/---

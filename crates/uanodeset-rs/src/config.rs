// crates/uanodeset-rs/src/config.rs

use std::collections::BTreeSet;

/// Default locale written on `DisplayName` and `Description`.
pub const DEFAULT_LOCALE: &str = "en";
/// Model URI declared in the `<Models>` section.
pub const DEFAULT_MODEL_URI: &str = "KEPServerEnterprise";
/// URI of the standard OPC UA namespace, required by every model.
pub const STANDARD_MODEL_URI: &str = "http://opcfoundation.org/UA/";

/// A literal namespace URI rewrite applied to the written document.
#[derive(Debug, Clone, PartialEq, Eq)]
pub struct UriPatch {
    /// URI the server reports.
    pub from: String,
    /// URI the consuming tooling expects.
    pub to: String,
}

impl UriPatch {
    pub fn new(from: impl Into<String>, to: impl Into<String>) -> Self {
        Self {
            from: from.into(),
            to: to.into(),
        }
    }

    /// The exact `<Uri>` element text that is searched for.
    pub fn placeholder(&self) -> String {
        format!("<Uri>{}</Uri>", self.from)
    }

    pub fn replacement(&self) -> String {
        format!("<Uri>{}</Uri>", self.to)
    }
}

impl Default for UriPatch {
    fn default() -> Self {
        UriPatch::new("KEPServerEX", "KEPServerEnterprise")
    }
}

/// Configuration of one export run.
#[derive(Debug, Clone, PartialEq, Eq)]
pub struct ExportOptions {
    /// Write the `Value` of Variables (VariableTypes always carry theirs).
    pub export_values: bool,
    /// Export only nodes whose own namespace index is listed. `None` exports all nodes.
    pub namespace_filter: Option<BTreeSet<u16>>,
    /// Locale attached to every `DisplayName` and `Description`.
    pub locale: String,
    pub model_uri: String,
    pub required_model: String,
    /// Rewrite applied to the written file. `None` leaves it untouched.
    pub uri_patch: Option<UriPatch>,
}

impl Default for ExportOptions {
    fn default() -> Self {
        Self {
            export_values: false,
            namespace_filter: None,
            locale: DEFAULT_LOCALE.to_string(),
            model_uri: DEFAULT_MODEL_URI.to_string(),
            required_model: STANDARD_MODEL_URI.to_string(),
            uri_patch: Some(UriPatch::default()),
        }
    }
}

impl ExportOptions {
    /// Restricts the export to the given namespace indices. An empty list
    /// disables the filter.
    pub fn with_namespaces(mut self, namespaces: impl IntoIterator<Item = u16>) -> Self {
        let set: BTreeSet<u16> = namespaces.into_iter().collect();
        self.namespace_filter = (!set.is_empty()).then_some(set);
        self
    }

    pub fn with_values(mut self, export_values: bool) -> Self {
        self.export_values = export_values;
        self
    }

    /// Whether a node living in `namespace` passes the filter.
    pub fn selects(&self, namespace: u16) -> bool {
        self.namespace_filter
            .as_ref()
            .is_none_or(|set| set.contains(&namespace))
    }
}

#[cfg(test)]
mod tests {
    use super::*;

    #[test]
    fn test_defaults() {
        let options = ExportOptions::default();
        assert!(!options.export_values);
        assert_eq!(options.locale, "en");
        assert_eq!(
            options.uri_patch.unwrap().placeholder(),
            "<Uri>KEPServerEX</Uri>"
        );
    }

    #[test]
    fn test_namespace_filter() {
        let options = ExportOptions::default().with_namespaces([2]);
        assert!(options.selects(2));
        assert!(!options.selects(0));

        let all = ExportOptions::default().with_namespaces([]);
        assert!(all.namespace_filter.is_none());
        assert!(all.selects(7));
    }
}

\---

Find the lines in the records that contain the word "KEPServerEnterprise", then copy every one of them.

pub const DEFAULT_MODEL_URI: &str = "KEPServerEnterprise";
        UriPatch::new("KEPServerEX", "KEPServerEnterprise")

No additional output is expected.